:: The records ::
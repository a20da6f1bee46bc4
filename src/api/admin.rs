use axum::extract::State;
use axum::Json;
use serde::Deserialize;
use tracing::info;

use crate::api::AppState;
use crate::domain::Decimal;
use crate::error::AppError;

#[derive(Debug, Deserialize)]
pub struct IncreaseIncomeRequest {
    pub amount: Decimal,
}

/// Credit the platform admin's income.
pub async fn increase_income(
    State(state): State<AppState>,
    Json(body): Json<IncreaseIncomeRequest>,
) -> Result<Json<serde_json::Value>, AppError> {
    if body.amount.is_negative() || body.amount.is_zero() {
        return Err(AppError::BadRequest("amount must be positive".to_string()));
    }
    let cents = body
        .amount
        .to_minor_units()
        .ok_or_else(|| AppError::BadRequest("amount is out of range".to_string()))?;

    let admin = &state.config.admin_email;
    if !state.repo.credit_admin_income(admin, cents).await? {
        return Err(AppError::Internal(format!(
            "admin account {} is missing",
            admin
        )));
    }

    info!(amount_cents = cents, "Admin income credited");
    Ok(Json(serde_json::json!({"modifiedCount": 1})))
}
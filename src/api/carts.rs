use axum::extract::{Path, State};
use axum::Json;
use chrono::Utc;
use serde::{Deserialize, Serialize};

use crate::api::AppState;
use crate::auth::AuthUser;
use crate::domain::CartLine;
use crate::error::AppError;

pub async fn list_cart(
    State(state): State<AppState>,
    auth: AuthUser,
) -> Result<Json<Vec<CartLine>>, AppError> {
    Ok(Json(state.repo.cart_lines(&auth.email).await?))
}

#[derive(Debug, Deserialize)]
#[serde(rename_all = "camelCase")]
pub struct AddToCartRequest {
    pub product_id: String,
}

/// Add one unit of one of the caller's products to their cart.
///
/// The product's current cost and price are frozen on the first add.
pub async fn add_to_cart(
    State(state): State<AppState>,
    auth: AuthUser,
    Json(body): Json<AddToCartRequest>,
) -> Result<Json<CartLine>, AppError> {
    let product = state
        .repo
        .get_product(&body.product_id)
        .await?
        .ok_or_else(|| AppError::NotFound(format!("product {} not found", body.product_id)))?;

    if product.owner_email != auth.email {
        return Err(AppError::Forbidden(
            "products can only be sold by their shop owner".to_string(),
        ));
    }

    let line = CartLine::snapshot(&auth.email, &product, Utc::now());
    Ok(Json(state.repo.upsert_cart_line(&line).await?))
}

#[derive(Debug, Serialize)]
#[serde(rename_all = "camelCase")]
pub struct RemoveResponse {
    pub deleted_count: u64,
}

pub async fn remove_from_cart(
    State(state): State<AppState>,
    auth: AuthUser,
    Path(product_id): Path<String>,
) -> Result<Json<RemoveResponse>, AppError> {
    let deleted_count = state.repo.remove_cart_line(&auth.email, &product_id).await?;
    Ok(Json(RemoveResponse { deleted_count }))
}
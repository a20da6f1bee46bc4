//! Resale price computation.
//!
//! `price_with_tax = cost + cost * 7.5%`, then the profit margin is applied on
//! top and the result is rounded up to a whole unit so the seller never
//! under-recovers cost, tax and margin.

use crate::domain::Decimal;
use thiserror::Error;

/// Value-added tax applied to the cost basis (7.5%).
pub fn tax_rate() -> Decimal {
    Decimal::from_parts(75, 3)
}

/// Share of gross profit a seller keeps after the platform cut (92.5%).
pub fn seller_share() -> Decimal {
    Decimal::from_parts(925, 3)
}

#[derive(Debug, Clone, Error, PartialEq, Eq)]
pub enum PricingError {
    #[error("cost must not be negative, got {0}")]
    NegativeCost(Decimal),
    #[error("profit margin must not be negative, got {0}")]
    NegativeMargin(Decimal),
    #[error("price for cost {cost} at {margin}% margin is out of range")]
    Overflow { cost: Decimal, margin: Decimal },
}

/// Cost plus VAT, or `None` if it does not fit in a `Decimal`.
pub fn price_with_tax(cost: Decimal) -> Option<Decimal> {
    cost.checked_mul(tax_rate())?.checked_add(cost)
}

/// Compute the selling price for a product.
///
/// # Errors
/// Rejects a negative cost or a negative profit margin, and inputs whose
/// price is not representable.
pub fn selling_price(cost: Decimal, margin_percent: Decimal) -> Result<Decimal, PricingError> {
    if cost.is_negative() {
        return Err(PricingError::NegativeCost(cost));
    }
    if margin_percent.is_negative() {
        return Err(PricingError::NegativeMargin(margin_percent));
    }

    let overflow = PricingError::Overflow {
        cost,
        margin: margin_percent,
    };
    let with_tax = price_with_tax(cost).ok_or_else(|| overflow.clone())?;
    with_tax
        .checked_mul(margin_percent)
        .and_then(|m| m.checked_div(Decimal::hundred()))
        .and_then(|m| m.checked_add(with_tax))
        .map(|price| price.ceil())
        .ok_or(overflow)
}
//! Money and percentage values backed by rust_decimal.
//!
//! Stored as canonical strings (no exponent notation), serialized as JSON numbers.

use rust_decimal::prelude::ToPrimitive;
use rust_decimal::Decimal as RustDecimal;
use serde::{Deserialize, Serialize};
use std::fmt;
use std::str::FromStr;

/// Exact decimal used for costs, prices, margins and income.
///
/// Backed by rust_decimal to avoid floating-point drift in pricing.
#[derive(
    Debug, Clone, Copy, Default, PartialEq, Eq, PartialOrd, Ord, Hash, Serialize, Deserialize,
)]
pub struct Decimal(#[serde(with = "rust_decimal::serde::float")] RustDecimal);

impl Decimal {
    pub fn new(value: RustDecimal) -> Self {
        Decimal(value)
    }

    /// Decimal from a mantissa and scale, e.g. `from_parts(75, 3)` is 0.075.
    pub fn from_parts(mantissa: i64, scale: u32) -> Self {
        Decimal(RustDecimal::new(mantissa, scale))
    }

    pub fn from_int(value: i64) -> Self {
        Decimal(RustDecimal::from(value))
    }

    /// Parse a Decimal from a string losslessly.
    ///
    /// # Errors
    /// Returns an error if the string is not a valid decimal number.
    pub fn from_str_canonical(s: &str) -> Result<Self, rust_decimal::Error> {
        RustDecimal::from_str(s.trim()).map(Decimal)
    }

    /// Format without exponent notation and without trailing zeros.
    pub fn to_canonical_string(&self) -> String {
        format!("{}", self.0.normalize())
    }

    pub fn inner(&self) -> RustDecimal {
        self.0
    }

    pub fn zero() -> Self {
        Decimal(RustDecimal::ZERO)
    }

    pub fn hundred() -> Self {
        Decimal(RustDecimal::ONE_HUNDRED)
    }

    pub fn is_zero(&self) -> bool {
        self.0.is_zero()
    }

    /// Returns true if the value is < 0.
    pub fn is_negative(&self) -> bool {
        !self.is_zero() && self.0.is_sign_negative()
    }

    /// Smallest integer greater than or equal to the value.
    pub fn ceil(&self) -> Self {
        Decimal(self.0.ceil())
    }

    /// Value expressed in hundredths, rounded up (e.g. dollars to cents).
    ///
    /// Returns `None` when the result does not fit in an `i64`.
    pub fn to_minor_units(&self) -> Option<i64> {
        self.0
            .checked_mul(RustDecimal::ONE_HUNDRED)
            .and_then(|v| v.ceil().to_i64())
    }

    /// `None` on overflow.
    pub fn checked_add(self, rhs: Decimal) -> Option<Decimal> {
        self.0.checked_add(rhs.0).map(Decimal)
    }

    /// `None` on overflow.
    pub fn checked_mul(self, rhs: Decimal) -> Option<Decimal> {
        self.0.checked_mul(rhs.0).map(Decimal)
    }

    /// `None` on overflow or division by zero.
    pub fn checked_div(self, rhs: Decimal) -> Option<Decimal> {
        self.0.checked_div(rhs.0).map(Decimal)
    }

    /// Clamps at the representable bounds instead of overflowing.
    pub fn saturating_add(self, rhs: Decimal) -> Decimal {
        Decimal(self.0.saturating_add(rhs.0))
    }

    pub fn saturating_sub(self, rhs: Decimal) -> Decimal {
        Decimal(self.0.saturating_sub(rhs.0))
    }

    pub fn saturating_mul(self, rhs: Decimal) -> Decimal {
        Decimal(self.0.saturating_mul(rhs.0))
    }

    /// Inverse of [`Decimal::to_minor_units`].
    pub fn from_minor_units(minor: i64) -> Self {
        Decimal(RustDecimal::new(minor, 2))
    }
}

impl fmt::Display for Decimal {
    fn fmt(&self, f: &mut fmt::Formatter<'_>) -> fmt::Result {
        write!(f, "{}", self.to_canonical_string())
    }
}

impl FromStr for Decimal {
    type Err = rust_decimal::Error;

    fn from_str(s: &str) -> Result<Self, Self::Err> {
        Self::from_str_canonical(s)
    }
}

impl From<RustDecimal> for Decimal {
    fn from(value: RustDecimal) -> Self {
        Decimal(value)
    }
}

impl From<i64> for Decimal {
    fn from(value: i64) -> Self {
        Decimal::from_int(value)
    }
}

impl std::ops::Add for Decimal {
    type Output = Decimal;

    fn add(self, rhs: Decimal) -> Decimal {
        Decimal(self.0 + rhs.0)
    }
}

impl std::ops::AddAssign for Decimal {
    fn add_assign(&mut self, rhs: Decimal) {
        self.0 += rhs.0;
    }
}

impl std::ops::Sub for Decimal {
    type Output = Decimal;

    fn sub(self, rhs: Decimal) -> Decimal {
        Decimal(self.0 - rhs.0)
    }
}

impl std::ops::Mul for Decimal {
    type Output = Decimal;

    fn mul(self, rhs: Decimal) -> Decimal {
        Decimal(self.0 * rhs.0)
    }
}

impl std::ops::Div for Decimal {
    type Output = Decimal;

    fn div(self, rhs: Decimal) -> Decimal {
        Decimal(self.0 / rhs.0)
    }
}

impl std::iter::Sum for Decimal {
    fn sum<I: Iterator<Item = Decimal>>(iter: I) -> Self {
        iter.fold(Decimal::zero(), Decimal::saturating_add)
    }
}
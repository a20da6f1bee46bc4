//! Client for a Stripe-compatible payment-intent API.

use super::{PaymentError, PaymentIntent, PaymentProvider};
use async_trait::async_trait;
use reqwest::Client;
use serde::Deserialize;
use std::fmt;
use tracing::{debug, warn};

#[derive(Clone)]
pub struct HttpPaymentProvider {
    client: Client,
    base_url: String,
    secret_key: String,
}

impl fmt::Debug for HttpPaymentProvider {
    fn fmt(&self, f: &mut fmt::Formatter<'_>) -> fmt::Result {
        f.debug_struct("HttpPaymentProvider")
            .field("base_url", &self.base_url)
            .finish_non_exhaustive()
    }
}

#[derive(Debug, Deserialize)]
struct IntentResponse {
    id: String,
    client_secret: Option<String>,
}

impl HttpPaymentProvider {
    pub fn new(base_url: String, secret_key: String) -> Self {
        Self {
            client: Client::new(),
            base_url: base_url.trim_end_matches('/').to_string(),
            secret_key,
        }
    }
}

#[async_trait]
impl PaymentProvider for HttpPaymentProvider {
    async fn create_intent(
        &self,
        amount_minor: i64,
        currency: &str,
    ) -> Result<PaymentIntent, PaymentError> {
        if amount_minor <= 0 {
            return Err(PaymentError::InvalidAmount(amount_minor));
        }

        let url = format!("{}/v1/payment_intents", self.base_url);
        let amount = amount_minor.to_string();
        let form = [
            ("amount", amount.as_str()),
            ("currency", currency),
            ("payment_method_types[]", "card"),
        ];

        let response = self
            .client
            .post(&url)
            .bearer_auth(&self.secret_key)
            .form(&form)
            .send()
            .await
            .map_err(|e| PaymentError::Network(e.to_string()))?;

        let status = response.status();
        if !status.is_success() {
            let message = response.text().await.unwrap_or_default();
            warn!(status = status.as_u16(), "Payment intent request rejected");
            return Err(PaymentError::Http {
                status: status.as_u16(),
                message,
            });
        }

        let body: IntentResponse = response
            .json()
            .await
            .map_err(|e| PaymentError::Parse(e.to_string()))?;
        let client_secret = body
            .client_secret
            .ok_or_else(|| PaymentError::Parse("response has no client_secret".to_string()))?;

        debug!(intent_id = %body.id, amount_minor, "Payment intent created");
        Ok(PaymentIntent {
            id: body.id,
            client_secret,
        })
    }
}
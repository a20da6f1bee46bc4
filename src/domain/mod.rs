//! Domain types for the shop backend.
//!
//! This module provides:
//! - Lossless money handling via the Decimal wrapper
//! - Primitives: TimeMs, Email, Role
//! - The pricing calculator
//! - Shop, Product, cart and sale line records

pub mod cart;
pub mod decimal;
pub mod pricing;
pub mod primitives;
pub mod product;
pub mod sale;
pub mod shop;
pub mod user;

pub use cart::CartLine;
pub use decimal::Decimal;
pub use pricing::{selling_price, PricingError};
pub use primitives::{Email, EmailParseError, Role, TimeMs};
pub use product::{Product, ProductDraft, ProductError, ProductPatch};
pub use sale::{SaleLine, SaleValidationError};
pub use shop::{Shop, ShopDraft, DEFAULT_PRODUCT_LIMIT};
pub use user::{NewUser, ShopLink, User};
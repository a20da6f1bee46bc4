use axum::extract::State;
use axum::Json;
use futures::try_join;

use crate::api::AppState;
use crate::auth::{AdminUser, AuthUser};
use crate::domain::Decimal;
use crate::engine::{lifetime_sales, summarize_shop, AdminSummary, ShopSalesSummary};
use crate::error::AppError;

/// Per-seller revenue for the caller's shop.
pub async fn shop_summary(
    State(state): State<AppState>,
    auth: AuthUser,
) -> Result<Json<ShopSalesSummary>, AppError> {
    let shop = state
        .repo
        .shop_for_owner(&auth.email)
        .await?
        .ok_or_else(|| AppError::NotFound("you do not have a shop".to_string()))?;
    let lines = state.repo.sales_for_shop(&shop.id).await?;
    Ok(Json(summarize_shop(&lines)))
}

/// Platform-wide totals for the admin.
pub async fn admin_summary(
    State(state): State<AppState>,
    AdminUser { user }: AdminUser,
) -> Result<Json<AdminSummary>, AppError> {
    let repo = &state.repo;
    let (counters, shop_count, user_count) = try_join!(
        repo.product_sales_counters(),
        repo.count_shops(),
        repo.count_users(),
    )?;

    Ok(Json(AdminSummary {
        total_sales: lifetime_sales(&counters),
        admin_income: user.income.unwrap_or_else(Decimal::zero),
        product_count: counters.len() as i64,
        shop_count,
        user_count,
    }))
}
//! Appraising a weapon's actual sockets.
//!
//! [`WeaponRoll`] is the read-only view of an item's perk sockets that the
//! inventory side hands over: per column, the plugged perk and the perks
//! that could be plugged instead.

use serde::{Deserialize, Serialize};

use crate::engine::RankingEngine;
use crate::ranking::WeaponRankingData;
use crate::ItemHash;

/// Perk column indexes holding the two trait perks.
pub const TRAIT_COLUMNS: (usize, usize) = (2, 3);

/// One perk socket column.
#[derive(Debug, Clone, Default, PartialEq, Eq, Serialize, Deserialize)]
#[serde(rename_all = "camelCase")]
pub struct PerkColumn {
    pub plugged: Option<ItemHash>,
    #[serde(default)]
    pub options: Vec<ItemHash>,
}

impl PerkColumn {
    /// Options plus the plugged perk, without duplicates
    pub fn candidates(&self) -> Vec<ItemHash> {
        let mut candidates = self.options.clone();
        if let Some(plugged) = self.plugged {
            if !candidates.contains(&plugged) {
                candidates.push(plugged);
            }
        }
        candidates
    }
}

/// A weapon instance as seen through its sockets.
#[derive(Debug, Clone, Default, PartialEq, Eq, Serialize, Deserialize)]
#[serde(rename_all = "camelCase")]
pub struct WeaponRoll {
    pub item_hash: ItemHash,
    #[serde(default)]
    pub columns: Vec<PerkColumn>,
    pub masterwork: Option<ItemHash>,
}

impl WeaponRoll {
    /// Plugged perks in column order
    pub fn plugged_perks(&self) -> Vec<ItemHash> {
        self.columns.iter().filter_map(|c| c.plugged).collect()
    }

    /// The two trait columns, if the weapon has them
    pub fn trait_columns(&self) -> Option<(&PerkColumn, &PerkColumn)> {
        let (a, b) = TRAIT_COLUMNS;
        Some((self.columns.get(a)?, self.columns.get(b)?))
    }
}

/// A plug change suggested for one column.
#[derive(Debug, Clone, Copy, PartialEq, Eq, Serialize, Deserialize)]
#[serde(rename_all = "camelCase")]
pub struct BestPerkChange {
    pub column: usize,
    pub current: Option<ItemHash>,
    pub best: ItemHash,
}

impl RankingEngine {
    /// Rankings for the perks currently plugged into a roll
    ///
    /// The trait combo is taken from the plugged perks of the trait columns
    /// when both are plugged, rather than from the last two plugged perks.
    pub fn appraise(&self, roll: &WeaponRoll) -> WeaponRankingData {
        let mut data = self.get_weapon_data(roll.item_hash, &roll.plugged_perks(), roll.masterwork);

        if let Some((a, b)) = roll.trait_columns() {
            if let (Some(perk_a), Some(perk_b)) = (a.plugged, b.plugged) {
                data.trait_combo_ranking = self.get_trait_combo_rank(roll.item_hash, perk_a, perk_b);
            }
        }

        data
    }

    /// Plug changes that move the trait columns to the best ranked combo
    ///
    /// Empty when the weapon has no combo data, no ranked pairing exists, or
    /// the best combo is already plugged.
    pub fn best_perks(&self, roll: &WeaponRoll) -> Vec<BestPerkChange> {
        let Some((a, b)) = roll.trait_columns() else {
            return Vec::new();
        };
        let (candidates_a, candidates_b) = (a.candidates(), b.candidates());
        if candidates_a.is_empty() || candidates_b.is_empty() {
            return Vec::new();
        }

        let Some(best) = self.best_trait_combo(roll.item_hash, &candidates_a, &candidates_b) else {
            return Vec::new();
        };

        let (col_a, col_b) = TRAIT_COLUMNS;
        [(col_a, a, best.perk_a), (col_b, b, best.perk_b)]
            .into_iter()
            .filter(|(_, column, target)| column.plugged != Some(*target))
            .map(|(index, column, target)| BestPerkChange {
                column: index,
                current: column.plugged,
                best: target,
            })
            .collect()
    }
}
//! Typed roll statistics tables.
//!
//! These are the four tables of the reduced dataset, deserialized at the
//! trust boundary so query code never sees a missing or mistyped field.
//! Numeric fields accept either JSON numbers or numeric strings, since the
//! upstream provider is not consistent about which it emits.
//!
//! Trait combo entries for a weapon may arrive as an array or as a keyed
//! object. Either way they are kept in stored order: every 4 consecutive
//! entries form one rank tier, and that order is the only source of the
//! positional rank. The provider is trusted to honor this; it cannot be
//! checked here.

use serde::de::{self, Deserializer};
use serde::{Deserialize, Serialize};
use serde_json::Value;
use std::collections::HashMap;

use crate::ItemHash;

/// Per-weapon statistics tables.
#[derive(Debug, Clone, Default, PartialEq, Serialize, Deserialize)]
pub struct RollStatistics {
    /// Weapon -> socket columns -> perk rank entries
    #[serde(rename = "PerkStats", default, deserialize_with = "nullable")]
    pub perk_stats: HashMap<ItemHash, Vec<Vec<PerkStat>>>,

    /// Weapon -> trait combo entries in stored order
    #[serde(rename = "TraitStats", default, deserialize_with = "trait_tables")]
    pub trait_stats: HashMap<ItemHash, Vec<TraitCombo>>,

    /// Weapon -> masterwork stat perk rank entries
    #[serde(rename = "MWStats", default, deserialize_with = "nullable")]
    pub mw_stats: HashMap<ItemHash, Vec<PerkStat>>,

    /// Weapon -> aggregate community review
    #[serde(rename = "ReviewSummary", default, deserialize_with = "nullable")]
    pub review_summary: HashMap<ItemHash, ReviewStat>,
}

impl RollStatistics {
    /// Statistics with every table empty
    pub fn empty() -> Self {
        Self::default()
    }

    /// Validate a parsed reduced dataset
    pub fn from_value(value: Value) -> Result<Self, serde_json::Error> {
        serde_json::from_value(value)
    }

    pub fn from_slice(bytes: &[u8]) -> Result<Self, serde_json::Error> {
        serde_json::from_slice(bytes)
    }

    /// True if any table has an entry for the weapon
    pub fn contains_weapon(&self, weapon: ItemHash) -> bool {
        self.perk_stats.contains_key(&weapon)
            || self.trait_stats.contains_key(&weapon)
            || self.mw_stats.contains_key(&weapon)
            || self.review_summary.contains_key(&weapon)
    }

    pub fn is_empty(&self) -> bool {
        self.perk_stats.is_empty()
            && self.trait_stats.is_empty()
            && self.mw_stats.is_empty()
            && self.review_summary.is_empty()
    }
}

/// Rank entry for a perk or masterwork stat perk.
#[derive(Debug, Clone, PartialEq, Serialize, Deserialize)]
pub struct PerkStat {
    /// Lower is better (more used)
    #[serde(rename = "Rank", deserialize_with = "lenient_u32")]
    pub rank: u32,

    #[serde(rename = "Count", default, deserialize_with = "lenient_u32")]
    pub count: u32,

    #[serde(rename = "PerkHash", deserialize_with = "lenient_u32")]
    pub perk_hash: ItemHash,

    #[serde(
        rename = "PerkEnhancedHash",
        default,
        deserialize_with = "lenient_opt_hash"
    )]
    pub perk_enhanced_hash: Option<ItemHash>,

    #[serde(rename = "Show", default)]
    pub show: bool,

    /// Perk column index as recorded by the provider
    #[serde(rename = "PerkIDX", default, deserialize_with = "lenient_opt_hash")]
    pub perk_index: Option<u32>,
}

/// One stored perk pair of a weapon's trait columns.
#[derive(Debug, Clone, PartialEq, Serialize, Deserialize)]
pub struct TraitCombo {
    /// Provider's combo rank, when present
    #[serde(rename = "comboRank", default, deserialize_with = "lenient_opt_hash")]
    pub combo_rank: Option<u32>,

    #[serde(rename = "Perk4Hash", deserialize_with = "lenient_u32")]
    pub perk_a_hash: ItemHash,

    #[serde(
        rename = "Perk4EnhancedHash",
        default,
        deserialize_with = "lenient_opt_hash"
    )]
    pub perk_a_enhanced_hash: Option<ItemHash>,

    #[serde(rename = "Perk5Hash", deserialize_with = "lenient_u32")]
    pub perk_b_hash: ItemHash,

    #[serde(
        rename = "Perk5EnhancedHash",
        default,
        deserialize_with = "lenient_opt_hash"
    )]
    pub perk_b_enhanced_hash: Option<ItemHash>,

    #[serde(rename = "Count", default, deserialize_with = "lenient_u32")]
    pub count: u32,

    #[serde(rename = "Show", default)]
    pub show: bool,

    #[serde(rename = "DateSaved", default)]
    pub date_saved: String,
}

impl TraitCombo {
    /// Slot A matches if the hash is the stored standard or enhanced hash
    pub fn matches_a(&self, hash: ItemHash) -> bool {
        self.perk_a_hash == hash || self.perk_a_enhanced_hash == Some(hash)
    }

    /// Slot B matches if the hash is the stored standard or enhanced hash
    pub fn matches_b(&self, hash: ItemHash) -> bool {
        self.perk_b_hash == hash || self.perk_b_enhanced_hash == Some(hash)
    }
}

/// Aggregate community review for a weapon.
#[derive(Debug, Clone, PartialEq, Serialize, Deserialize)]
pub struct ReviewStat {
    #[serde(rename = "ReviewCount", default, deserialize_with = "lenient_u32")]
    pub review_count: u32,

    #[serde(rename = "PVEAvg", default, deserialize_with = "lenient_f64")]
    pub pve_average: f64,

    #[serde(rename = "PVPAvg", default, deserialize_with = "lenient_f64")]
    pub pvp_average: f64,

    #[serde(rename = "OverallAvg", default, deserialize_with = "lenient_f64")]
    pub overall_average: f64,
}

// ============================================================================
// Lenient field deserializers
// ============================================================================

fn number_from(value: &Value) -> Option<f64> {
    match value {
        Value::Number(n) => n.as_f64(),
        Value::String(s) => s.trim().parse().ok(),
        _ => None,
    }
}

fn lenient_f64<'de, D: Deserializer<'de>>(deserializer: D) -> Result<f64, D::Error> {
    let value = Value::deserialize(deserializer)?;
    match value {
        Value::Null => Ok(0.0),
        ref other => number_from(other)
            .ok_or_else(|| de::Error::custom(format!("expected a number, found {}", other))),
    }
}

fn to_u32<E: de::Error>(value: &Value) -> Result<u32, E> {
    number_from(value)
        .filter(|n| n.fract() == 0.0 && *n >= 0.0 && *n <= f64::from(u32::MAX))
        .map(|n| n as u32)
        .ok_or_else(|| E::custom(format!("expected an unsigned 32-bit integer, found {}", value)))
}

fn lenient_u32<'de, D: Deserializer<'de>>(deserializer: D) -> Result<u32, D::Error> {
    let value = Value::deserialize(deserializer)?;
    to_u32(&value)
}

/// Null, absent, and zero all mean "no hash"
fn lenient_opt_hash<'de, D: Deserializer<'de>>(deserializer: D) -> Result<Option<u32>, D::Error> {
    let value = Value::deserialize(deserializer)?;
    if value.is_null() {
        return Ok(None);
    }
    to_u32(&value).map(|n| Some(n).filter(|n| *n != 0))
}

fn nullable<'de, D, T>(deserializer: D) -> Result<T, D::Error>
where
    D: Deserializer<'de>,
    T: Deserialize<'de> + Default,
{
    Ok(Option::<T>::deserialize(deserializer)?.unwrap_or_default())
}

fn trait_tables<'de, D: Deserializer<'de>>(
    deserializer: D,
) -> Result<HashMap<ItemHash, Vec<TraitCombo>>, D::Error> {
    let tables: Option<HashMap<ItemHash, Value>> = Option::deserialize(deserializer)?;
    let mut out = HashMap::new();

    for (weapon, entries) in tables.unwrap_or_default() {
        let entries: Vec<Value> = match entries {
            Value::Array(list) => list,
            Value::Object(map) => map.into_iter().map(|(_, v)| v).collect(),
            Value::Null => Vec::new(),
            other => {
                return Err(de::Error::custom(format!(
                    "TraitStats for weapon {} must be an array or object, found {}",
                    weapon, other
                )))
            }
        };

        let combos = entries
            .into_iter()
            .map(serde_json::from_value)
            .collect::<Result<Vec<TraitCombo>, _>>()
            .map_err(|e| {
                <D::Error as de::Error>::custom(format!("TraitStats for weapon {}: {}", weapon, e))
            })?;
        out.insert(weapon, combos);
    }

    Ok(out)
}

:: Prompt ::
Scan the lines above for the word "TraitCombo", then copy each line that has it.

:: Answer below ::
    pub trait_stats: HashMap<ItemHash, Vec<TraitCombo>>,
pub struct TraitCombo {
impl TraitCombo {
) -> Result<HashMap<ItemHash, Vec<TraitCombo>>, D::Error> {
            .collect::<Result<Vec<TraitCombo>, _>>()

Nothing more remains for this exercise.